Saved entries:
▽

//! Tool system for nanoswarm workers.
//!
//! A [`Tool`] never raises: every run returns a [`ToolOutcome`], and the
//! [`ToolRegistry`] turns unknown names and malformed arguments into
//! failures as well, so the agentic loop always has something to feed back
//! to the model.

/// Builtin tools.
pub mod builtins;
/// Name-keyed tool registry.
pub mod registry;
/// Tool trait and outcome types.
pub mod tool;

pub use builtins::{register_builtins, BuiltinToolsConfig, CodeRunnerTool, WebSearchTool};
pub use registry::{ToolRegistry, INVALID_ARGUMENTS, TOOL_NOT_FOUND};
pub use tool::{Tool, ToolDescriptor, ToolOutcome, ToolReport};
use crate::llm::{Completion, StopReason};
use nanoswarm_core::{parse_arguments, TokenUsage, ToolCall};
use serde::{Deserialize, Serialize};
use std::collections::BTreeMap;

/// Events decoded from a streamed LLM response.
///
/// Tool-call fragments carry the provider's positional `index`; the first
/// fragment of a call usually brings `id` and `name`, later ones only
/// pieces of the JSON arguments.
#[derive(Debug, Clone, PartialEq, Serialize, Deserialize)]
#[serde(tag = "type", rename_all = "snake_case")]
pub enum StreamEvent {
    /// A chunk of assistant text.
    TextDelta {
        /// Text fragment.
        text: String,
    },

    /// A fragment of one tool call.
    ToolCallDelta {
        /// Position of the call in the turn.
        index: u32,
        /// Call id, when this fragment carries it.
        id: Option<String>,
        /// Tool name, when this fragment carries it.
        name: Option<String>,
        /// Argument JSON fragment.
        arguments: Option<String>,
    },

    /// Token accounting, usually in the final chunk.
    Usage {
        /// Prompt tokens.
        input_tokens: u64,
        /// Completion tokens.
        output_tokens: u64,
    },

    /// The provider's stop reason.
    Finish {
        /// Raw reason string.
        reason: String,
    },
}

#[derive(Debug, Default)]
struct PartialCall {
    id: Option<String>,
    name: String,
    arguments: String,
}

/// Folds [`StreamEvent`]s into the [`Completion`] a non-streamed call would
/// have returned.
#[derive(Debug, Default)]
pub struct StreamAccumulator {
    text: String,
    calls: BTreeMap<u32, PartialCall>,
    usage: TokenUsage,
    finish: Option<String>,
}

impl StreamAccumulator {
    /// An empty accumulator.
    pub fn new() -> Self {
        Self::default()
    }

    /// Applies one event.
    pub fn push(&mut self, event: StreamEvent) {
        match event {
            StreamEvent::TextDelta { text } => self.text.push_str(&text),
            StreamEvent::ToolCallDelta {
                index,
                id,
                name,
                arguments,
            } => {
                let call = self.calls.entry(index).or_default();
                if let Some(id) = id.filter(|s| !s.is_empty()) {
                    call.id = Some(id);
                }
                // Some servers repeat the name in every fragment.
                if let Some(name) = name.filter(|s| !s.is_empty()) {
                    call.name = name;
                }
                if let Some(args) = arguments {
                    call.arguments.push_str(&args);
                }
            }
            StreamEvent::Usage {
                input_tokens,
                output_tokens,
            } => {
                self.usage = TokenUsage {
                    input_tokens,
                    output_tokens,
                };
            }
            StreamEvent::Finish { reason } => self.finish = Some(reason),
        }
    }

    /// The reassembled turn.
    pub fn finish(self) -> Completion {
        let tool_calls: Vec<ToolCall> = self
            .calls
            .into_iter()
            .map(|(index, call)| {
                ToolCall::new(
                    call.id.unwrap_or_else(|| format!("call_{index}")),
                    call.name,
                    parse_arguments(&call.arguments),
                )
            })
            .collect();
        let stop_reason = match self.finish.as_deref() {
            Some(reason) => StopReason::from_provider(reason),
            None if !tool_calls.is_empty() => StopReason::ToolUse,
            None => StopReason::EndTurn,
        };
        Completion {
            text: self.text,
            tool_calls,
            stop_reason,
            usage: self.usage,
        }
    }
}

/// Reassembles a complete event sequence.
pub fn reassemble(events: impl IntoIterator<Item = StreamEvent>) -> Completion {
    let mut acc = StreamAccumulator::new();
    for event in events {
        acc.push(event);
    }
    acc.finish()
}

/// Splits a server-sent-events byte stream into `data:` payloads.
///
/// Bytes are buffered until a full line arrives, so chunk boundaries may fall
/// anywhere, including inside a multi-byte character.
#[derive(Debug, Default)]
pub struct SseDecoder {
    buffer: Vec<u8>,
}

impl SseDecoder {
    /// An empty decoder.
    pub fn new() -> Self {
        Self::default()
    }

    /// Feeds raw bytes and returns every complete `data:` payload.
    pub fn push(&mut self, chunk: &[u8]) -> Vec<String> {
        self.buffer.extend_from_slice(chunk);
        let mut out = Vec::new();
        while let Some(pos) = self.buffer.iter().position(|b| *b == b'\n') {
            let line: Vec<u8> = self.buffer.drain(..=pos).collect();
            if let Some(data) = data_payload(&line) {
                out.push(data);
            }
        }
        out
    }

    /// Whatever remains once the byte stream closed without a final newline.
    pub fn flush(&mut self) -> Option<String> {
        let rest = std::mem::take(&mut self.buffer);
        data_payload(&rest)
    }
}

fn data_payload(line: &[u8]) -> Option<String> {
    let line = String::from_utf8_lossy(line);
    let line = line.trim_end_matches(['\r', '\n']);
    let data = line.strip_prefix("data:")?;
    let data = data.strip_prefix(' ').unwrap_or(data);
    if data.is_empty() {
        None
    } else {
        Some(data.to_string())
    }
}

△

→ **Work instruction**
The lines holding the word "usually" are the answer. Find them in the entries and copy them.

→ **Your solution**
/// fragment of a call usually brings `id` and `name`, later ones only
    /// Token accounting, usually in the final chunk.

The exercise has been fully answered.